As we all know, Moby Dick is the tale of Ismael, who sets out to go a-whaling on the whaling-ship Perquod, under the mysterious captain Ahab, who lost his leg while trying to kill the White Whale Moby Dick, and who seeks revenge. And in the meantime absolutely nothing whatsoever happens.

Melville bores us till death with detailed minutiae and wandering asides, and every other chapter seems to be an seemingly endless lecture on the finer aspects of the glorious whaling-business. Unless you are interested in that sort of stuff — I most certainly am not — it gets very old very fast.

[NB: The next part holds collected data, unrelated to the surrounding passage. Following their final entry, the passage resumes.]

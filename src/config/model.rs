// src/config/model.rs

use std::time::Duration;

use serde::Deserialize;

use crate::exec::{ExecOptions, IoOptions, ProgressOptions};
use crate::types::StdinMode;

/// Job file as read from TOML, before validation.
///
/// ```toml
/// [config]
/// progress = true
/// command_prefix = ["cmd", "/c", "start", "/wait"]
///
/// [[job]]
/// name = "Running abc - 1"
/// inputs = ["d:/datasets/abc"]
/// outputs = ["d:/results/abc/1"]
/// cmd = [["python", "compute.py", "abc", "1"]]
/// ```
#[derive(Debug, Clone, Deserialize, Default)]
pub struct RawJobsFile {
    #[serde(default)]
    pub config: ConfigSection,

    /// Jobs in registration order.
    #[serde(default)]
    pub job: Vec<JobConfig>,
}

/// `[config]` section: how commands are run.
#[derive(Debug, Clone, PartialEq, Eq, Deserialize)]
pub struct ConfigSection {
    /// Animate the terminal while a command runs.
    #[serde(default = "default_progress")]
    pub progress: bool,

    #[serde(default = "default_progress_interval_ms")]
    pub progress_interval_ms: u64,

    #[serde(default = "default_progress_length")]
    pub progress_length: usize,

    /// Prepended to every command line.
    #[serde(default)]
    pub command_prefix: Vec<String>,

    #[serde(default)]
    pub stdin: StdinMode,

    /// Child stderr goes wherever its stdout goes.
    #[serde(default = "default_merge_stderr")]
    pub merge_stderr: bool,
}

fn default_progress() -> bool {
    true
}

fn default_progress_interval_ms() -> u64 {
    1000
}

fn default_progress_length() -> usize {
    5
}

fn default_merge_stderr() -> bool {
    true
}

impl Default for ConfigSection {
    fn default() -> Self {
        Self {
            progress: default_progress(),
            progress_interval_ms: default_progress_interval_ms(),
            progress_length: default_progress_length(),
            command_prefix: Vec::new(),
            stdin: StdinMode::default(),
            merge_stderr: default_merge_stderr(),
        }
    }
}

impl ConfigSection {
    pub fn exec_options(&self) -> ExecOptions {
        ExecOptions {
            progress: ProgressOptions {
                enabled: self.progress,
                interval: Duration::from_millis(self.progress_interval_ms),
                length: self.progress_length,
            },
            io: IoOptions {
                stdin: self.stdin,
                merge_stderr: self.merge_stderr,
            },
            command_prefix: self.command_prefix.clone(),
        }
    }
}

/// One `[[job]]` entry.
#[derive(Debug, Clone, PartialEq, Eq, Deserialize)]
pub struct JobConfig {
    /// Display name. Defaults to `job #<index>`.
    #[serde(default)]
    pub name: Option<String>,

    #[serde(default)]
    pub inputs: Vec<String>,

    #[serde(default)]
    pub outputs: Vec<String>,

    /// Commands run in order; each is a full argv.
    pub cmd: Vec<Vec<String>>,
}

/// A job file that passed validation.
#[derive(Debug, Clone)]
pub struct JobsFile {
    pub config: ConfigSection,
    pub job: Vec<JobConfig>,
}

impl JobsFile {
    pub(crate) fn new_unchecked(config: ConfigSection, job: Vec<JobConfig>) -> Self {
        Self { config, job }
    }
}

If, like me, you have the noble ambition to take on Moby Dick: don’t bother. It is so not worth the effort. Just read chapter 54: The Town-Ho’s Story, which is the tale within a tale of a ship meeting that white Leviathan, and failing to kill it. But unlike the rest of the book, it is fairly readable.

Book read
Herman Melville — Moby Dick, or, The Whale
First line
Call me Ishmael.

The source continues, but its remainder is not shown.